I've had the opportunity to score film, television and theater productions (using mainly virtual instruments and samples), as well as to work with live musicians ("In Translation", a jazz/classical suite I wrote, will be recorded next month). My main musical influences are Stravinsky, Bernard Hermann, Duke Ellington and the minimalists.

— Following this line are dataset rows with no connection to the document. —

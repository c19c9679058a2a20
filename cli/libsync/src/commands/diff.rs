//! `libsync diff` — compare two registry files without touching the cache.

use std::path::Path;

use anyhow::{Context, Result};
use libsync_registry::{reconcile, ChangeSet, Registry};

/// Reconcile `local` against `remote` and print the change set.
///
/// A missing `local` file is treated as an empty registry, the same way the
/// sync task treats a cache miss.
pub fn run(local: &Path, remote: &Path, json: bool) -> Result<()> {
    let changes = diff_files(local, remote)?;

    if json {
        println!("{}", serde_json::to_string_pretty(&changes)?);
    } else {
        print!("{}", format_changes(&changes));
    }
    Ok(())
}

fn diff_files(local: &Path, remote: &Path) -> Result<ChangeSet> {
    let local_registry = libsync_registry::load(local)
        .with_context(|| format!("loading {}", local.display()))?;
    let data = std::fs::read(remote).with_context(|| format!("reading {}", remote.display()))?;
    let remote_registry = Registry::from_json_bytes(&data)
        .with_context(|| format!("parsing {}", remote.display()))?;

    Ok(reconcile(&local_registry, &remote_registry))
}

/// Human-readable change listing.
fn format_changes(changes: &ChangeSet) -> String {
    if changes.is_empty() {
        return "No changes.\n".to_string();
    }

    let mut out = String::new();
    for (label, bucket) in [
        ("Added", &changes.added),
        ("Modified", &changes.modified),
        ("Removed", &changes.removed),
    ] {
        if bucket.is_empty() {
            continue;
        }
        out.push_str(&format!("{label} ({}):\n", bucket.len()));
        for entry in bucket {
            out.push_str(&format!("  {} {}\n", entry.lib, entry.version));
        }
    }
    out
}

I'm looking forward to posting some of my music on the forum. Thanks to you all for making this forum such a great meeting place.

Cheers,
- Jason


----------



## lux (Feb 12, 2006)

Hi Jason,

welcome to VI.

Luca


----------



## Evan Gamble (Feb 12, 2006)

Love your influences, Welcome to VI Jason!


----------



## MCS (Feb 12, 2006)

Hello and welcome to VI!

michael.


----------



## Sid_Barnhoorn (Feb 12, 2006)

Hi Jason,

Welcome to V.I.! I've been to your site and listened to most of your music there and it's very good. I like the Jazz alot, "The Clash" is very cool and I like your "The Changeless Earth" movements alot. Good to have you onboard!

Cheers,


----------



## TheoKrueger (Feb 12, 2006)

Hi Jason, nice to meet you and welcome aboard The forum 

Music Phychology? I can't recall ever reading about that subject. Sounds very interesting (Googling time)


----------



## Ned Bouhalassa (Feb 12, 2006)

Go Canada, Go!!!!

Sorry, the olympic fever got me this morning...


Hi and welcome, Jason! I hope it's not a windy-cold weekend out west!


----------



## Jason (Feb 12, 2006)

Thanks everyone for the warm welcome! I'm looking forward to chatting more with all of you.



Sid_Barnhoorn said:


> Welcome to V.I.! I've been to your site and listened to most of your music there and it's very good.



Thanks so much, Sid! I'll be posting some of my music in the member's composition review in the next day or so.



TheoKrueger said:


> Music Phychology? I can't recall ever reading about that subject. Sounds very interesting



Hi Theo! Music psych deals with how people understand musical information. For example, part of my thesis involved presenting people with excerpts of a piano sonata by Mozart and having them try to figure out if I had changed the pitches of certain notes. The lab was always filled with music- it was a great experience.



Ned Bouhalassa said:


> Go Canada, Go!!!!
> 
> Sorry, the olympic fever got me this morning...



You and me both  

Regards,
- Jason


----------



## Frederick Russ (Feb 12, 2006)

Welcome to V.I. Jason. Great having you here.

That's a fine list of influences! We also have a small but growing EIS community enscounced within V.I. - with your background you might find some of it useful. Also, I believe we have another Music Psychologist here with a Doctrate in a related area who numbers in ours midsts as well. 

I think you're going to like it here. Share some of your stuff when you're able.


----------



## Craig Sharmat (Feb 12, 2006)

Welcome Jason,

My wife's parents are from Saskatchewan.

Welcome aboard.


----------